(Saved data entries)
━━━

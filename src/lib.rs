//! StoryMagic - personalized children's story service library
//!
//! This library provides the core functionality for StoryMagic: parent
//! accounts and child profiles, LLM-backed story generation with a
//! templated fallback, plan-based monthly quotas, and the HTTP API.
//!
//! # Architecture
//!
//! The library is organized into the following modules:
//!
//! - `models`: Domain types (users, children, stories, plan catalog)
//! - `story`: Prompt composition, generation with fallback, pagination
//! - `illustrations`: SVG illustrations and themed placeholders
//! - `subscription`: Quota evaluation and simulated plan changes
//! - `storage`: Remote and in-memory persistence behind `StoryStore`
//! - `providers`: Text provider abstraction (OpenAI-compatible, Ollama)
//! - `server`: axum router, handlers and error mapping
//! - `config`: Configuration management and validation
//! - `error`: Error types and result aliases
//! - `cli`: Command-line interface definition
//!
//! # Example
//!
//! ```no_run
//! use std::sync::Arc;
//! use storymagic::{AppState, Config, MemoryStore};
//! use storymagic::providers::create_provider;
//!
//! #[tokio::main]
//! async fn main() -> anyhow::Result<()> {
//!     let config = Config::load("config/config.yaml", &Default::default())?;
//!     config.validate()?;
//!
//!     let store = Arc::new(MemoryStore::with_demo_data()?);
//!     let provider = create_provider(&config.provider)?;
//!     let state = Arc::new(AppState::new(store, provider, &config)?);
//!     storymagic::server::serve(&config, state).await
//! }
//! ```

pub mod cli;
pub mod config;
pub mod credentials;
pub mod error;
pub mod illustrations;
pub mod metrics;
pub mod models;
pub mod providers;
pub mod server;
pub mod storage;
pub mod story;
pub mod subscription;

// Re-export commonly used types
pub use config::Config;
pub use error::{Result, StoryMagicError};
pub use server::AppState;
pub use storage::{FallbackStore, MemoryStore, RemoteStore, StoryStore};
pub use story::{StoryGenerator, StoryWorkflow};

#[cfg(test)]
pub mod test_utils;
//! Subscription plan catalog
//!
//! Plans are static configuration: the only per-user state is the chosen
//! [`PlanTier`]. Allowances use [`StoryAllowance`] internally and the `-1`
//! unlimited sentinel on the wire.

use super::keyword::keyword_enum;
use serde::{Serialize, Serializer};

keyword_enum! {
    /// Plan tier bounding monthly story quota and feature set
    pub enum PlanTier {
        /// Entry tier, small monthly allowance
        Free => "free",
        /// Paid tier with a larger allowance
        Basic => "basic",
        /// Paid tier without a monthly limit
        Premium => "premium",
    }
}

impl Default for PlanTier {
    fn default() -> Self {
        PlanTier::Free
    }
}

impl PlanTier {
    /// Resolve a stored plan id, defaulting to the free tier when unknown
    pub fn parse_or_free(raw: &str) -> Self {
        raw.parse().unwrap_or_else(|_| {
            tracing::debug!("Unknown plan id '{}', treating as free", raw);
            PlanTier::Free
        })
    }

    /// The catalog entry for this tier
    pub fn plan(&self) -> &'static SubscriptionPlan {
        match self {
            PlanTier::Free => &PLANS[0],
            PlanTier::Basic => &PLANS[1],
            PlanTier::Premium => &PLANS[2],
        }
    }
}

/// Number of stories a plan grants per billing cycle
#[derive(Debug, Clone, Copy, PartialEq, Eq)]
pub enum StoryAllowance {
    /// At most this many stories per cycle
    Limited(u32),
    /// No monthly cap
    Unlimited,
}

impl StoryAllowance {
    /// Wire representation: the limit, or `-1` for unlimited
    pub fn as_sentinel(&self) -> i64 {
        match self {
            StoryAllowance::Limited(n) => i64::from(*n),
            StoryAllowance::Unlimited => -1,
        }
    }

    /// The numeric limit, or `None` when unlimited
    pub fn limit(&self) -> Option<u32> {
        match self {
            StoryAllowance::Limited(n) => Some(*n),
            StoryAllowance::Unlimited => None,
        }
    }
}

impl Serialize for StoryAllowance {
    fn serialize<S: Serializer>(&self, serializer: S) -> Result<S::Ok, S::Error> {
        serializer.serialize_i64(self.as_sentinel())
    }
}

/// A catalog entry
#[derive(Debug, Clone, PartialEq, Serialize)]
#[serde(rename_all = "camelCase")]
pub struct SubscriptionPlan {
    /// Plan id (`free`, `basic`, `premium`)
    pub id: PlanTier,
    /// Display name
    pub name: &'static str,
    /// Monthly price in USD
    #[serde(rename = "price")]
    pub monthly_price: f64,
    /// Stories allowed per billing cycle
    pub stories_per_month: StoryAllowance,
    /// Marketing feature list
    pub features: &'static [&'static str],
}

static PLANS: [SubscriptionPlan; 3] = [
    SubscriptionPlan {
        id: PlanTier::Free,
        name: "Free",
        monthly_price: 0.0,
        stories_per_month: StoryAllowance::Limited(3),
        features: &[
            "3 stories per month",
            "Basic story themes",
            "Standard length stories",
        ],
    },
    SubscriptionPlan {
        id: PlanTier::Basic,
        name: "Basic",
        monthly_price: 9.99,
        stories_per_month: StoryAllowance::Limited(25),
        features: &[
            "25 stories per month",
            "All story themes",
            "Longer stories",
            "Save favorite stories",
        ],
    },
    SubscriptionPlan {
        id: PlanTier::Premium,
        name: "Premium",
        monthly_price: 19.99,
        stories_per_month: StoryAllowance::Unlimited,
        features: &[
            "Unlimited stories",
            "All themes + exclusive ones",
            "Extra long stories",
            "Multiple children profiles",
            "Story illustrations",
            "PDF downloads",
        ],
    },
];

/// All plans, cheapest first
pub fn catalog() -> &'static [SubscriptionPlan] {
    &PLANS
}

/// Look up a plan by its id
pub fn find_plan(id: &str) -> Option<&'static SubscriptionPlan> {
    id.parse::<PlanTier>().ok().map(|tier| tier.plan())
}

━━━

Return every line of the preceding records in which the word "when" appears.

▶ Task response
    /// Resolve a stored plan id, defaulting to the free tier when unknown
    /// The numeric limit, or `None` when unlimited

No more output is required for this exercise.